震度6強 福島県沖、巨大地震の影響いまも

 福島県沖で13日夜に起きたマグニチュード(M)7・3の地震は、発生から間もなく10年を迎える東日本大震災の巨大地震の影響が現在も続いていることを浮き彫りにした。巨大地震が起きた日本海溝沿いでは、今後も高い確率で大地震の発生が予測されており、引き続き警戒が必要だ。

 東北地方の太平洋側にある日本海溝では、西へ進む海底の太平洋プレート(岩板)が、東北地方を載せた陸側プレートの下に沈み込んでいる。東日本大震災では、この2つのプレートの境界部に蓄積した岩盤のひずみが限界に達して断層が大きく動き、広い範囲で陸側が跳ね上がってM9・0の巨大地震が起きた。

 今回の地震は震源の深さが55キロで、プレート境界より深い場所で起きた。沈み込む太平洋プレートの内部で東西方向に押される力が働き、逆断層型の地震が発生した。大震災の影響で生じたと考えられ、気象庁は余震とみている。震源が深かったため津波は起きなかった。

 沈み込む太平洋プレートの内部で起きる地震は大震災以降、増加しており、平成24年12月には宮城県の三陸沖でM7・3が発生した。政府の地震調査委員会は大震災を受け日本海溝沿いで起きる地震の発生確率の見直しを行い、青森県東方沖から茨城県沖までの太平洋プレート内部で、M7・0~7・5程度の地震が30年以内に60~70%の高い確率で起きると予測していた。今回の地震は、それが現実になった形だ。

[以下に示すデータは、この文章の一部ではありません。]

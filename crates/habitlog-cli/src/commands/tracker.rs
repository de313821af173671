//! Tracker management commands for CLI.

use chrono::{Local, NaiveDate};
use clap::Subcommand;
use habitlog_core::model::{NewTracker, Schedule, TrackerCategory, Weekday};
use habitlog_core::schedule::{visible_categories, TrackerFilter};
use habitlog_core::storage::TrackerStore;
use uuid::Uuid;

use super::check_name_limit;

#[derive(Subcommand)]
pub enum TrackerAction {
    /// Create a new tracker
    Create {
        /// Tracker name
        name: String,
        /// Emoji label
        #[arg(long)]
        emoji: String,
        /// Palette color key (CollectionColor1 .. CollectionColor18)
        #[arg(long, default_value = "CollectionColor1")]
        color: String,
        /// Comma-separated active weekdays (mon,tue,...); empty for none
        #[arg(long, default_value = "")]
        days: String,
        /// Title of the category to file the tracker under
        #[arg(long)]
        category: String,
    },
    /// List trackers grouped by category
    List {
        /// Restrict to one category title
        #[arg(long)]
        category: Option<String>,
        /// Reference date (YYYY-MM-DD, default today)
        #[arg(long)]
        date: Option<NaiveDate>,
        /// Display filter: all, today, completed, incomplete
        #[arg(long, default_value = "all")]
        filter: TrackerFilter,
        /// Print as JSON
        #[arg(long)]
        json: bool,
    },
    /// Update a tracker
    Update {
        /// Tracker ID
        id: Uuid,
        /// New name
        #[arg(long)]
        name: Option<String>,
        /// New emoji label
        #[arg(long)]
        emoji: Option<String>,
        /// New palette color key
        #[arg(long)]
        color: Option<String>,
        /// New comma-separated active weekdays
        #[arg(long)]
        days: Option<String>,
        /// Move to the category with this title
        #[arg(long)]
        category: Option<String>,
    },
    /// Delete a tracker and its completion records
    Delete {
        /// Tracker ID
        id: Uuid,
    },
    /// Toggle completion for a date
    Toggle {
        /// Tracker ID
        id: Uuid,
        /// Date to toggle (YYYY-MM-DD, default today)
        #[arg(long)]
        date: Option<NaiveDate>,
    },
}

pub fn run(action: TrackerAction) -> Result<(), Box<dyn std::error::Error>> {
    let store = TrackerStore::open()?;

    match action {
        TrackerAction::Create {
            name,
            emoji,
            color,
            days,
            category,
        } => {
            check_name_limit(&name, "tracker name")?;
            let category = find_category(&store, &category)?;
            let tracker = store.create_tracker(&NewTracker {
                name,
                emoji,
                color,
                schedule: parse_days(&days)?,
                category_id: category.id,
            })?;
            println!(
                "Tracker created: {} {} ({})",
                tracker.emoji, tracker.name, tracker.id
            );
        }
        TrackerAction::List {
            category,
            date,
            filter,
            json,
        } => {
            let mut categories = store.list_categories()?;
            if let Some(title) = &category {
                categories.retain(|c| c.title.eq_ignore_ascii_case(title));
            }
            let reference = date.unwrap_or_else(|| Local::now().date_naive());
            let records = store.list_completions(None)?;
            let visible = visible_categories(&categories, filter, reference, &records);

            if json {
                println!("{}", serde_json::to_string_pretty(&visible)?);
            } else if visible.is_empty() {
                println!("No trackers match");
            } else {
                for category in &visible {
                    println!("{}", category.title);
                    for tracker in &category.trackers {
                        let mark = if store.is_completed(tracker.id, reference)? {
                            "x"
                        } else {
                            " "
                        };
                        let days: Vec<String> = tracker
                            .schedule
                            .days()
                            .iter()
                            .map(|d| d.to_string())
                            .collect();
                        println!(
                            "  [{mark}] {} {} ({}) [{}]",
                            tracker.emoji,
                            tracker.name,
                            tracker.id,
                            days.join(",")
                        );
                    }
                }
            }
        }
        TrackerAction::Update {
            id,
            name,
            emoji,
            color,
            days,
            category,
        } => {
            let mut tracker = store
                .get_tracker(id)?
                .ok_or_else(|| format!("tracker {id} not found"))?;
            if let Some(name) = name {
                check_name_limit(&name, "tracker name")?;
                tracker.name = name;
            }
            if let Some(emoji) = emoji {
                tracker.emoji = emoji;
            }
            if let Some(color) = color {
                tracker.color = color;
            }
            if let Some(days) = days {
                tracker.schedule = parse_days(&days)?;
            }
            if let Some(title) = category {
                tracker.category_id = find_category(&store, &title)?.id;
            }
            store.update_tracker(&tracker)?;
            println!("Tracker updated: {id}");
        }
        TrackerAction::Delete { id } => {
            store.delete_tracker(id)?;
            println!("Tracker deleted: {id}");
        }
        TrackerAction::Toggle { id, date } => {
            let date = date.unwrap_or_else(|| Local::now().date_naive());
            let completed = store.toggle_completion(id, date)?;
            let count = store.completion_count(id)?;
            if completed {
                println!("Completed {id} on {date} ({count} total)");
            } else {
                println!("Uncompleted {id} on {date} ({count} total)");
            }
        }
    }
    Ok(())
}

/// Look up a category by title, case-insensitively.
fn find_category(
    store: &TrackerStore,
    title: &str,
) -> Result<TrackerCategory, Box<dyn std::error::Error>> {
    store
        .list_categories()?
        .into_iter()
        .find(|c| c.title.eq_ignore_ascii_case(title))
        .ok_or_else(|| format!("category '{title}' not found").into())
}

/// Parse a comma-separated weekday list into a schedule.
fn parse_days(days: &str) -> Result<Schedule, Box<dyn std::error::Error>> {
    let mut schedule = Schedule::new();
    for part in days.split(',').map(str::trim).filter(|p| !p.is_empty()) {
        schedule.insert(part.parse::<Weekday>()?);
    }
    Ok(schedule)
}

 福島県沖では、陸側プレートの内部で起きる地震も増加している。陸側プレートは大震災の際に跳ね上がった影響で東西方向に引っ張られており、この力によって正断層型の地震が生じやすくなった。26年7月に起きたM7・0、28年11月のM7・4はいずれもこのタイプの地震で、震源は今回の地震より浅く、津波も発生した。

 日本海溝沿いでは福島県沖だけでなく青森、岩手、宮城各県の沖合など広い範囲で、現在も高い確率で大地震の発生が予想されており、防災への高い意識が引き続き求められる。